My current listening includes Bruckner, Tchaikovsky and Myaskovsky. Let's start with this trio, shall we?


----------



## Delicious Manager (Jul 16, 2008)

I think EVERY composer has trademarks with the experienced listener can pick-up. Some composers are instantly recognisable after only a few seconds (composers like Prokofiev, Bruckner, Mahler, Shostakovich). One can't put ANY of this into words, however - it's something one can only hear (and perhaps see on in the score).


----------



## Pieck (Jan 12, 2011)

Delicious Manager said:


> I think EVERY composer has trademarks with the experienced listener can pick-up. Some composers are instantly recognisable after only a few seconds (composers like Prokofiev, Bruckner, Mahler, Shostakovich). One can't put ANY of this into words, however - it's something one can only hear (and perhaps see on in the score).
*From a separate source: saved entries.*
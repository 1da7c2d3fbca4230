//! Span module - anchoring claims to character ranges of a document
//!
//! All offsets are character offsets (Unicode scalar values), not byte
//! offsets, so `start..end` means the same thing to every consumer of the
//! JSON output regardless of its string encoding.

use serde::{Deserialize, Serialize};
use std::fmt;

/// Number of characters in `text`
pub fn char_len(text: &str) -> usize {
    text.chars().count()
}

/// Byte offset of the character at `char_idx`, clamped to the end of `text`
pub fn byte_offset(text: &str, char_idx: usize) -> usize {
    text.char_indices()
        .nth(char_idx)
        .map(|(byte, _)| byte)
        .unwrap_or(text.len())
}

/// Character offset of the byte position `byte_idx`
///
/// `byte_idx` must lie on a character boundary (as returned by `str::find`).
pub fn char_offset(text: &str, byte_idx: usize) -> usize {
    char_len(&text[..byte_idx.min(text.len())])
}

/// Slice `text` by character offsets `[start, end)`, clamping both ends
///
/// # Examples
///
/// ```
/// use factlens_domain::span::char_slice;
///
/// assert_eq!(char_slice("Zürich is large", 0, 6), "Zürich");
/// assert_eq!(char_slice("abc", 2, 10), "c");
/// assert_eq!(char_slice("abc", 3, 1), "");
/// ```
pub fn char_slice(text: &str, start: usize, end: usize) -> &str {
    if start >= end {
        return "";
    }
    let from = byte_offset(text, start);
    let to = byte_offset(text, end);
    &text[from..to]
}

/// One claim anchored to a contiguous range of the source document
///
/// After reconciliation `text` is always exactly the document characters in
/// `[start, end)`, and `start <= end <= document length`.
#[derive(Debug, Clone, PartialEq, Eq, Serialize, Deserialize)]
pub struct ClaimSpan {
    /// The claim as produced by the extractor
    pub claim: String,

    /// Document text covered by this claim
    pub text: String,

    /// Start character offset (inclusive)
    pub start: usize,

    /// End character offset (exclusive)
    pub end: usize,
}

impl ClaimSpan {
    /// Create a span whose text is cut from `document` at `[start, end)`
    ///
    /// # Examples
    ///
    /// ```
    /// use factlens_domain::ClaimSpan;
    ///
    /// let doc = "Nepal protests began. Social media was banned.";
    /// let span = ClaimSpan::from_document("Protests began in Nepal.", doc, 0, 21);
    /// assert_eq!(span.text, "Nepal protests began.");
    /// ```
    pub fn from_document(claim: impl Into<String>, document: &str, start: usize, end: usize) -> Self {
        Self {
            claim: claim.into(),
            text: char_slice(document, start, end).to_string(),
            start,
            end,
        }
    }

    /// Length of the span in characters
    pub fn len(&self) -> usize {
        self.end.saturating_sub(self.start)
    }

    /// Whether the span covers no text
    pub fn is_empty(&self) -> bool {
        self.len() == 0
    }

    /// Whether two spans share at least one character
    pub fn overlaps(&self, other: &ClaimSpan) -> bool {
        !self.is_empty() && !other.is_empty() && self.start < other.end && other.start < self.end
    }
}

impl fmt::Display for ClaimSpan {
    fn fmt(&self, f: &mut fmt::Formatter<'_>) -> fmt::Result {
        write!(f, "[{}, {}) {:?}", self.start, self.end, self.text)
    }
}

/// Ordered spans for one decomposition run
///
/// The `clean` flag is true only when every span matched the oracle's
/// proposal without any corrective adjustment.
#[derive(Debug, Clone, PartialEq, Eq, Default, Serialize, Deserialize)]
pub struct ClaimSpanSet {
    spans: Vec<ClaimSpan>,
    clean: bool,
}

impl ClaimSpanSet {
    /// Create a span set from already reconciled spans
    pub fn new(spans: Vec<ClaimSpan>, clean: bool) -> Self {
        Self { spans, clean }
    }

    /// An empty, clean span set
    pub fn empty() -> Self {
        Self::new(Vec::new(), true)
    }

    /// The spans in claim-processing order
    pub fn spans(&self) -> &[ClaimSpan] {
        &self.spans
    }

    /// Consume the set, returning its spans
    pub fn into_spans(self) -> Vec<ClaimSpan> {
        self.spans
    }

    /// True when no span needed correction
    pub fn is_clean(&self) -> bool {
        self.clean
    }

    /// True when at least one span was corrected or unanchored
    pub fn is_partial(&self) -> bool {
        !self.clean
    }

    /// Number of spans
    pub fn len(&self) -> usize {
        self.spans.len()
    }

    /// Whether the set has no spans
    pub fn is_empty(&self) -> bool {
        self.spans.is_empty()
    }

    /// Iterate over spans in order
    pub fn iter(&self) -> std::slice::Iter<'_, ClaimSpan> {
        self.spans.iter()
    }

    /// Claims in order
    pub fn claims(&self) -> Vec<&str> {
        self.spans.iter().map(|s| s.claim.as_str()).collect()
    }

    /// Check the central ordering invariant
    ///
    /// Every span is well-formed (`start <= end`) and each span starts at or
    /// after the end of the one before it.
    pub fn is_ordered(&self) -> bool {
        self.spans.iter().all(|s| s.start <= s.end)
            && self.spans.windows(2).all(|w| w[1].start >= w[0].end)
    }

    /// Check that every span lies inside `document` and its text matches
    pub fn is_anchored_in(&self, document: &str) -> bool {
        let doc_len = char_len(document);
        self.spans.iter().all(|s| {
            s.start <= s.end && s.end <= doc_len && s.text == char_slice(document, s.start, s.end)
        })
    }
}

impl<'a> IntoIterator for &'a ClaimSpanSet {
    type Item = &'a ClaimSpan;
    type IntoIter = std::slice::Iter<'a, ClaimSpan>;

    fn into_iter(self) -> Self::IntoIter {
        self.spans.iter()
    }
}

impl IntoIterator for ClaimSpanSet {
    type Item = ClaimSpan;
    type IntoIter = std::vec::IntoIter<ClaimSpan>;

    fn into_iter(self) -> Self::IntoIter {
        self.spans.into_iter()
    }
}


#[cfg(test)]
mod proptests {
    use super::*;
    use proptest::prelude::*;

    proptest! {
        /// Property: char_slice always agrees with a char-vector slice
        #[test]
        fn test_char_slice_matches_chars(text in "\\PC{0,40}", a in 0usize..50, b in 0usize..50) {
            let chars: Vec<char> = text.chars().collect();
            let (start, end) = (a.min(b), a.max(b));
            let expected: String = chars
                .iter()
                .skip(start)
                .take(end.saturating_sub(start))
                .collect();
            prop_assert_eq!(char_slice(&text, start, end), expected.as_str());
        }

        /// Property: spans cut from a document are always anchored in it
        #[test]
        fn test_from_document_is_anchored(text in "[a-zé .]{0,40}", a in 0usize..40, b in 0usize..40) {
            let len = char_len(&text);
            let (start, end) = (a.min(b).min(len), a.max(b).min(len));
            let set = ClaimSpanSet::new(vec![ClaimSpan::from_document("c", &text, start, end)], true);
            prop_assert!(set.is_anchored_in(&text));
        }
    }
}
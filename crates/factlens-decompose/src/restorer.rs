//! Span restoration: anchoring claims back to the document

use crate::config::DecomposeConfig;
use crate::error::DecomposeError;
use crate::oracle::Oracle;
use crate::parser::{parse_mapping, ProposedMapping};
use crate::prompt::PromptBuilder;
use crate::reconcile::reconcile;
use crate::retry::{retry_with_seeds, Attempt};
use factlens_domain::span::char_len;
use factlens_domain::traits::LlmProvider;
use factlens_domain::ClaimSpanSet;
use std::fmt::Display;
use std::sync::Arc;
use tracing::{debug, error, info, warn};

/// Maps each claim to a contiguous, non-overlapping span of the document
///
/// The oracle proposes the text for every claim; [`reconcile`] then repairs
/// the proposal. A clean reconciliation is returned immediately, otherwise the
/// latest partial one is kept and returned once the retry budget runs out.
pub struct SpanRestorer<L> {
    oracle: Oracle<L>,
    config: Arc<DecomposeConfig>,
}

impl<L> SpanRestorer<L>
where
    L: LlmProvider + Send + Sync + 'static,
    L::Error: Display,
{
    /// Create a new restorer
    pub fn new(provider: Arc<L>, config: DecomposeConfig) -> Self {
        let config = Arc::new(config);
        let oracle = Oracle::new(provider, config.attempt_timeout());
        Self::from_parts(oracle, config)
    }

    pub(crate) fn from_parts(oracle: Oracle<L>, config: Arc<DecomposeConfig>) -> Self {
        Self { oracle, config }
    }

    /// Restore spans for `claims` in `document`
    ///
    /// Always returns exactly one span per claim.
    pub async fn restore(&self, document: &str, claims: &[String]) -> ClaimSpanSet {
        if claims.is_empty() {
            return ClaimSpanSet::empty();
        }

        let window = self.config.keyword_window;
        let doc_chars = char_len(document);
        if doc_chars > self.config.max_document_chars {
            warn!(
                "Document has {} chars (limit {}), locating claims without the oracle",
                doc_chars, self.config.max_document_chars
            );
            return locate_without_oracle(document, claims, window);
        }

        let prompt = PromptBuilder::new(&self.config.prompts.restore, document)
            .with_claims(claims)
            .build();
        debug!("Restore prompt length: {} chars", prompt.len());

        let oracle = &self.oracle;
        let prompt = prompt.as_str();
        let max_attempts = self.config.max_retries.max(1);

        let outcome = retry_with_seeds(max_attempts, self.config.base_seed, move |attempt, seed| async move {
            let response = match oracle.call(prompt, seed).await {
                Ok(response) => response,
                Err(e) => {
                    error!("Oracle call failed on attempt {}: {}", attempt + 1, e);
                    return Attempt::Failed(e.to_string());
                }
            };

            let mapping = match parse_mapping(&response) {
                Ok(mapping) => mapping,
                Err(e) => {
                    error!(
                        "Parse LLM response error {} on attempt {}, response is: {}",
                        e,
                        attempt + 1,
                        response
                    );
                    return Attempt::Failed(e.to_string());
                }
            };

            if mapping.len() != claims.len() {
                let err = DecomposeError::CountMismatch {
                    expected: claims.len(),
                    found: mapping.len(),
                };
                error!("{} on attempt {}", err, attempt + 1);
                return Attempt::Failed(err.to_string());
            }

            let proposed = align_proposals(claims, &mapping);
            let set = reconcile(document, claims, &proposed, window);
            if set.is_clean() {
                Attempt::Accepted(set)
            } else {
                warn!(
                    "Restore claims partially satisfied. Retry {}/{}",
                    attempt + 1,
                    max_attempts
                );
                Attempt::Partial(set)
            }
        })
        .await;

        match outcome.value {
            Some(set) => {
                if !outcome.clean {
                    info!("Using partial claim restoration results");
                }
                set
            }
            None => {
                warn!(
                    "No usable mapping after {} attempt(s), locating claims without the oracle",
                    outcome.attempts
                );
                locate_without_oracle(document, claims, window)
            }
        }
    }
}

/// Deterministic reconciliation from [`self_proposals`], always partial
fn locate_without_oracle(document: &str, claims: &[String], window: usize) -> ClaimSpanSet {
    let set = reconcile(document, claims, &self_proposals(document, claims), window);
    ClaimSpanSet::new(set.into_spans(), false)
}

/// Proposals used when the oracle gave no mapping at all
///
/// A claim found verbatim in the document proposes itself; any other claim
/// gets an empty proposal and is located by keywords.
fn self_proposals(document: &str, claims: &[String]) -> Vec<String> {
    claims
        .iter()
        .map(|claim| {
            if !claim.is_empty() && document.contains(claim.as_str()) {
                claim.clone()
            } else {
                String::new()
            }
        })
        .collect()
}

/// Pick one proposed text per claim, in claim order
///
/// Each claim takes the first unused entry whose key equals it, then one
/// equal after trimming and case folding, then the unused entry at its own
/// index, then the first unused entry. A claim left without an entry gets an
/// empty proposal.
pub fn align_proposals(claims: &[String], mapping: &ProposedMapping) -> Vec<String> {
    let entries = mapping.entries();
    let mut used = vec![false; entries.len()];
    let mut proposed = Vec::with_capacity(claims.len());

    for (idx, claim) in claims.iter().enumerate() {
        let folded = claim.trim().to_lowercase();
        let pick = entries
            .iter()
            .enumerate()
            .position(|(j, e)| !used[j] && e.claim == *claim)
            .or_else(|| {
                entries
                    .iter()
                    .enumerate()
                    .position(|(j, e)| !used[j] && e.claim.trim().to_lowercase() == folded)
            })
            .or_else(|| (idx < entries.len() && !used[idx]).then_some(idx))
            .or_else(|| used.iter().position(|u| !u));

        match pick {
            Some(j) => {
                used[j] = true;
                proposed.push(entries[j].text.clone());
            }
            None => proposed.push(String::new()),
        }
    }

    proposed
}
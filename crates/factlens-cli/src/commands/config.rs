//! Config command implementation.

use crate::cli::{ConfigAction, ConfigArgs};
use crate::config::Config;
use crate::error::{CliError, Result};
use crate::output::Formatter;
use std::path::Path;

/// Execute the config command.
///
/// Takes the `--config` path rather than a loaded configuration so that
/// `init --force` can replace a file that no longer parses.
pub fn execute_config(args: ConfigArgs, path: Option<&Path>, formatter: &Formatter) -> Result<()> {
    let resolved = Config::resolve_path(path)?;

    match args.action {
        ConfigAction::Show => {
            let config = Config::load(path)?;
            print!("{}", config.to_toml()?);
        }
        ConfigAction::Path => {
            println!("{}", resolved.display());
        }
        ConfigAction::Init { force } => {
            init_config(&resolved, force)?;
            println!(
                "{}",
                formatter.success(&format!("Wrote default configuration to {}", resolved.display()))
            );
        }
    }

    Ok(())
}

fn init_config(path: &Path, force: bool) -> Result<()> {
    if path.exists() && !force {
        return Err(CliError::InvalidInput(format!(
            "{} already exists (use --force to overwrite)",
            path.display()
        )));
    }
    Config::default().save_to(path)
}
//! Split command implementation.

use crate::cli::InputArgs;
use crate::commands::read_document;
use crate::config::Config;
use crate::error::Result;
use crate::output::Formatter;
use factlens_decompose::SentenceSplitter;

/// Execute the split command.
pub fn execute_split(args: InputArgs, config: &Config, formatter: &Formatter) -> Result<()> {
    let document = read_document(&args)?;
    let sentences = SentenceSplitter::new(config.decompose.min_sentence_chars).split(&document);
    println!("{}", formatter.format_sentences(&sentences)?);
    Ok(())
}
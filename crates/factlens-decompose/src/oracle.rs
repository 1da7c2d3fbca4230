//! Async, time-bounded access to a synchronous oracle

use crate::error::DecomposeError;
use factlens_domain::traits::LlmProvider;
use factlens_domain::TokenUsage;
use std::fmt::Display;
use std::sync::Arc;
use std::time::Duration;
use tokio::time::timeout;
use tracing::debug;

/// Shared oracle client with a per-call timeout
///
/// Calls run on tokio's blocking pool. When the timeout fires, the call is
/// abandoned (its thread finishes on its own) and reported as
/// [`DecomposeError::Timeout`].
pub struct Oracle<L> {
    provider: Arc<L>,
    timeout: Duration,
}

impl<L> Clone for Oracle<L> {
    fn clone(&self) -> Self {
        Self {
            provider: Arc::clone(&self.provider),
            timeout: self.timeout,
        }
    }
}

impl<L> Oracle<L>
where
    L: LlmProvider + Send + Sync + 'static,
    L::Error: Display,
{
    /// Wrap `provider`, bounding every call by `timeout`
    pub fn new(provider: Arc<L>, timeout: Duration) -> Self {
        Self { provider, timeout }
    }

    /// Send one prompt with the given sampling seed
    pub async fn call(&self, prompt: &str, seed: u64) -> Result<String, DecomposeError> {
        let llm = Arc::clone(&self.provider);
        let prompt = prompt.to_string();

        // Call in a blocking context since LlmProvider is not async
        let task = tokio::task::spawn_blocking(move || {
            llm.generate(&prompt, seed)
                .map_err(|e| DecomposeError::Llm(e.to_string()))
        });

        let response = timeout(self.timeout, task)
            .await
            .map_err(|_| DecomposeError::Timeout(self.timeout))?
            .map_err(|e| DecomposeError::Llm(format!("Task join error: {}", e)))??;

        debug!("Oracle response length: {} chars (seed {})", response.len(), seed);
        Ok(response)
    }

    /// Cumulative usage reported by the provider
    pub fn usage(&self) -> TokenUsage {
        self.provider.usage()
    }

    /// Model identifier of the provider
    pub fn model_name(&self) -> &str {
        self.provider.model_name()
    }
}
//! Decompose command implementation.

use crate::cli::DecomposeArgs;
use crate::commands::read_document;
use crate::config::Config;
use crate::error::{CliError, Result};
use crate::output::Formatter;
use factlens_decompose::{ClaimExtractor, DecomposeConfig, Pipeline};
use factlens_llm::{OllamaConfig, OllamaProvider};
use std::sync::Arc;
use tracing::info;

/// Execute the decompose command.
pub async fn execute_decompose(args: DecomposeArgs, config: &Config, formatter: &Formatter) -> Result<()> {
    let document = read_document(&args.input)?;
    let (llm_config, decompose_config) = effective_config(&args, config)?;

    info!(
        "Using model '{}' at {}",
        llm_config.model, llm_config.endpoint
    );
    let provider = Arc::new(OllamaProvider::from_config(&llm_config)?);

    if args.claims_only {
        let extractor = ClaimExtractor::new(provider, decompose_config);
        let report = extractor.get_claims_with_report(&document).await;
        println!("{}", formatter.format_claims(&report)?);
    } else {
        let pipeline = Pipeline::new(provider, decompose_config)?;
        let result = pipeline.decompose(&document).await;
        println!("{}", formatter.format_decomposition(&result)?);
    }

    Ok(())
}

/// Apply command-line overrides on top of the loaded configuration.
fn effective_config(args: &DecomposeArgs, config: &Config) -> Result<(OllamaConfig, DecomposeConfig)> {
    let mut llm = config.llm.clone();
    if let Some(model) = &args.model {
        llm.model = model.clone();
    }
    if let Some(endpoint) = &args.endpoint {
        llm.endpoint = endpoint.clone();
    }

    let mut decompose = match args.preset {
        Some(preset) => preset.into(),
        None => config.decompose.clone(),
    };
    if let Some(max_retries) = args.max_retries {
        decompose.max_retries = max_retries;
    }
    decompose.validate().map_err(CliError::Config)?;

    Ok((llm, decompose))
}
I think it's subjective which composers one can recognize. I would never say that I can spot Shostakovich or Brukner immediately, But I can recognize Brahms, Handel, Vivaldi, Mozart, and Haydn and Beethoven most of the time.


----------



## Delicious Manager (Jul 16, 2008)

Pieck said:


> I think it's subjective which composers one can recognize. I would never say that I can spot Shostakovich or Brukner immediately, But I can recognize Brahms, Handel, Vivaldi, Mozart, and Haydn and Beethoven most of the time.


It also has to do with familiarity, of course (which is why I used the word 'exierence' in my original post). Handel can be confused with Telemann at times. Mozart/Haydn/early Beethoven are not always instantly recognisable as to which is which (I'm talking about pieces never heard before). I bet you listen to more Brahms, Handel, Vivaldi, Mozart, and Haydn and Beethoven than you do (say) Prokofiev or Shostakovich (whose styles are VERY individual - not subjective, just musical fact).


----------



## emiellucifuge (May 26, 2009)

Shostakovich has a VERY individual style, I could recognise it pretty easily I think.

Vivaldi I would definitely have trouble with.

I think as history has progressed composers have had more room to individualise - especially in the last century there is next to nothing similar between some composers.

To answer the OPs question: Myaskovsky is very introverted, there are no outbursts of colour or joy or despair, the emotion is usually subdued.


----------



## SuperTonic (Jun 3, 2010)

Rimsky-Korsakov had a very distinct orchestrational style. I've noticed that he liked to feature individual instruments within the orchestra in solo passages, usually over a static accompaniment from the rest of the orchestra.


----------



## Edward Elgar (Mar 22, 2006)

This is one of the characteristics common to all great composers: their work is instantly recognisable.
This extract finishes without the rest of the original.